Copy out each line of the data below in which "Forbidden" appears.

+--

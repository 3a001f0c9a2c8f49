//! Organization-role links: the durable record of an accepted invitation.

use chrono::{DateTime, Utc};
use serde::{Deserialize, Serialize};
use uuid::Uuid;

/// Authorized Official bound to a provider organization.
#[derive(Debug, Clone, Serialize, Deserialize)]
pub struct AoOrgLink {
    pub link_id: Uuid,
    pub user_id: Uuid,
    pub provider_organization_id: Uuid,
    pub invitation_id: Option<Uuid>,
    pub created_at: DateTime<Utc>,
    /// Terminal state; a revoked link grants nothing.
    pub revoked_at: Option<DateTime<Utc>>,
}

impl AoOrgLink {
    pub fn new(user_id: Uuid, provider_organization_id: Uuid, invitation_id: Option<Uuid>) -> Self {
        Self {
            link_id: Uuid::new_v4(),
            user_id,
            provider_organization_id,
            invitation_id,
            created_at: Utc::now(),
            revoked_at: None,
        }
    }

    pub fn is_active(&self) -> bool {
        self.revoked_at.is_none()
    }
}

/// Credential Delegate bound to a provider organization. Always traces
/// back to the invitation that granted the role.
#[derive(Debug, Clone, Serialize, Deserialize)]
pub struct CdOrgLink {
    pub link_id: Uuid,
    pub user_id: Uuid,
    pub provider_organization_id: Uuid,
    pub invitation_id: Uuid,
    pub created_at: DateTime<Utc>,
    pub revoked_at: Option<DateTime<Utc>>,
}

impl CdOrgLink {
    pub fn new(user_id: Uuid, provider_organization_id: Uuid, invitation_id: Uuid) -> Self {
        Self {
            link_id: Uuid::new_v4(),
            user_id,
            provider_organization_id,
            invitation_id,
            created_at: Utc::now(),
            revoked_at: None,
        }
    }

    pub fn is_active(&self) -> bool {
        self.revoked_at.is_none()
    }
}
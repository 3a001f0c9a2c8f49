use axum::{
    Json,
    http::StatusCode,
    response::{IntoResponse, Response},
};
use serde::Serialize;
use thiserror::Error;

#[derive(Debug, Error)]
pub enum AppError {
    #[error("Validation error: {0}")]
    ValidationError(#[from] validator::ValidationErrors),

    #[error("Bad request: {0}")]
    BadRequest(anyhow::Error),

    #[error("Not found: {0}")]
    NotFound(anyhow::Error),

    #[error("Unauthorized: {0}")]
    Unauthorized(anyhow::Error),

    #[error("Forbidden: {0}")]
    Forbidden(anyhow::Error),

    #[error("Conflict: {0}")]
    Conflict(anyhow::Error),

    #[error("Too many requests: {0}")]
    TooManyRequests(String, Option<u64>),

    #[error("Internal server error: {0}")]
    InternalError(#[from] anyhow::Error),

    #[error("Bad Gateway: {0}")]
    BadGateway(String),

    #[error("Service Unavailable")]
    ServiceUnavailable,

    #[error("Database error: {0}")]
    DatabaseError(anyhow::Error),

    #[error("Redis error: {0}")]
    RedisError(#[from] redis::RedisError),

    #[error("Email error: {0}")]
    EmailError(String),

    #[error("Configuration error: {0}")]
    ConfigError(anyhow::Error),
}

impl From<config::ConfigError> for AppError {
    fn from(err: config::ConfigError) -> Self {
        AppError::ConfigError(anyhow::Error::new(err))
    }
}

impl From<lettre::error::Error> for AppError {
    fn from(err: lettre::error::Error) -> Self {
        AppError::EmailError(err.to_string())
    }
}

impl From<std::io::Error> for AppError {
    fn from(err: std::io::Error) -> Self {
        AppError::InternalError(anyhow::Error::new(err))
    }
}

impl From<sqlx::Error> for AppError {
    fn from(err: sqlx::Error) -> Self {
        AppError::DatabaseError(anyhow::Error::new(err))
    }
}

impl IntoResponse for AppError {
    fn into_response(self) -> Response {
        #[derive(Serialize)]
        struct ErrorResponse {
            error: String,
            #[serde(skip_serializing_if = "Option::is_none")]
            details: Option<String>,
        }

        let (status, error_message, details, retry_after) = match self {
            AppError::ValidationError(err) => (
                StatusCode::UNPROCESSABLE_ENTITY,
                "Validation error".to_string(),
                Some(err.to_string()),
                None,
            ),
            AppError::BadRequest(err) => (StatusCode::BAD_REQUEST, err.to_string(), None, None),
            AppError::NotFound(err) => (StatusCode::NOT_FOUND, err.to_string(), None, None),
            AppError::Unauthorized(err) => (StatusCode::UNAUTHORIZED, err.to_string(), None, None),
            AppError::Forbidden(err) => (StatusCode::FORBIDDEN, err.to_string(), None, None),
            AppError::Conflict(err) => (StatusCode::CONFLICT, err.to_string(), None, None),
            AppError::TooManyRequests(msg, retry) => {
                (StatusCode::TOO_MANY_REQUESTS, msg, None, retry)
            }
            AppError::InternalError(err) => (
                StatusCode::INTERNAL_SERVER_ERROR,
                "Internal server error".to_string(),
                Some(format!("{:#?}", err)),
                None,
            ),
            AppError::BadGateway(msg) => (
                StatusCode::BAD_GATEWAY,
                format!("Bad Gateway: {}", msg),
                None,
                None,
            ),
            AppError::ServiceUnavailable => (
                StatusCode::SERVICE_UNAVAILABLE,
                "Service unavailable".to_string(),
                None,
                None,
            ),
            AppError::DatabaseError(err) => (
                StatusCode::INTERNAL_SERVER_ERROR,
                "Database error".to_string(),
                Some(err.to_string()),
                None,
            ),
            AppError::RedisError(err) => (
                StatusCode::INTERNAL_SERVER_ERROR,
                "Cache error".to_string(),
                Some(err.to_string()),
                None,
            ),
            AppError::EmailError(msg) => (
                StatusCode::INTERNAL_SERVER_ERROR,
                "Email error".to_string(),
                Some(msg),
                None,
            ),
            AppError::ConfigError(err) => (
                StatusCode::INTERNAL_SERVER_ERROR,
                "Configuration error".to_string(),
                Some(err.to_string()),
                None,
            ),
        };

        let mut res = (
            status,
            Json(ErrorResponse {
                error: error_message,
                details,
            }),
        )
            .into_response();

        if let Some(retry) = retry_after {
            res.headers_mut()
                .insert(axum::http::header::RETRY_AFTER, retry.into());
        }

        res
    }
}
//! Portal user model.

use chrono::{DateTime, Utc};
use serde::{Deserialize, Serialize};
use uuid::Uuid;

#[derive(Debug, Clone, Serialize, Deserialize)]
pub struct User {
    pub user_id: Uuid,
    /// Subject identifier from the external identity provider.
    pub uid: String,
    pub email: String,
    pub given_name: String,
    pub family_name: String,
    /// Provider-gateway identifier, set when the user registers as an
    /// Authorized Official. Never overwritten once present.
    pub pac_id: Option<String>,
    pub created_at: DateTime<Utc>,
}

impl User {
    pub fn new(uid: String, email: String, given_name: String, family_name: String) -> Self {
        Self {
            user_id: Uuid::new_v4(),
            uid,
            email,
            given_name,
            family_name,
            pac_id: None,
            created_at: Utc::now(),
        }
    }
}
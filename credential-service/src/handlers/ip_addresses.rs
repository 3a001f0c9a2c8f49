//! IP allow-list handlers.

use axum::{
    extract::{Path, State},
    http::{HeaderMap, StatusCode},
    Json,
};
use serde::{Deserialize, Serialize};
use uuid::Uuid;
use validator::Validate;

use crate::services::org_client::IpAddressEntry;
use crate::utils::validation::ValidatedJson;
use crate::AppState;
use portal_core::error::AppError;

#[derive(Debug, Deserialize, Validate)]
pub struct CreateIpAddressRequest {
    #[validate(length(min = 1, max = 25))]
    pub label: String,
    #[validate(length(min = 1))]
    pub ip_address: String,
}

#[derive(Debug, Serialize)]
pub struct IpAddressResponse {
    pub id: String,
    pub label: String,
    pub ip_address: String,
}

/// POST /organizations/{org_id}/ip_addresses
#[tracing::instrument(skip(state, headers, req), fields(org_id = %org_id))]
pub async fn create_ip_address(
    State(state): State<AppState>,
    Path(org_id): Path<Uuid>,
    headers: HeaderMap,
    ValidatedJson(req): ValidatedJson<CreateIpAddressRequest>,
) -> Result<(StatusCode, Json<IpAddressResponse>), AppError> {
    let actor = super::actor_id(&headers)?;
    let org_api_id = state.provisioned_org_api_id(org_id).await?;

    let entry = state
        .ip_addresses
        .create_ip_address(actor, org_id, &org_api_id, &req.label, &req.ip_address)
        .await?;

    Ok((
        StatusCode::CREATED,
        Json(IpAddressResponse {
            id: entry.id,
            label: entry.label,
            ip_address: entry.ip_address,
        }),
    ))
}

/// GET /organizations/{org_id}/ip_addresses
pub async fn list_ip_addresses(
    State(state): State<AppState>,
    Path(org_id): Path<Uuid>,
) -> Result<Json<Vec<IpAddressEntry>>, AppError> {
    let org_api_id = state.provisioned_org_api_id(org_id).await?;
    Ok(Json(state.ip_addresses.ip_addresses(&org_api_id).await))
}

/// DELETE /organizations/{org_id}/ip_addresses/{addr_id}
#[tracing::instrument(skip(state, headers), fields(org_id = %org_id, addr_id = %addr_id))]
pub async fn delete_ip_address(
    State(state): State<AppState>,
    Path((org_id, addr_id)): Path<(Uuid, String)>,
    headers: HeaderMap,
) -> Result<StatusCode, AppError> {
    let actor = super::actor_id(&headers)?;
    let org_api_id = state.provisioned_org_api_id(org_id).await?;

    state
        .ip_addresses
        .delete_ip_address(actor, org_id, &org_api_id, &addr_id)
        .await?;

    Ok(StatusCode::NO_CONTENT)
}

+--

* Output for this exercise
    #[error("Forbidden: {0}")]
    Forbidden(anyhow::Error),
            AppError::Forbidden(err) => (StatusCode::FORBIDDEN, err.to_string(), None, None),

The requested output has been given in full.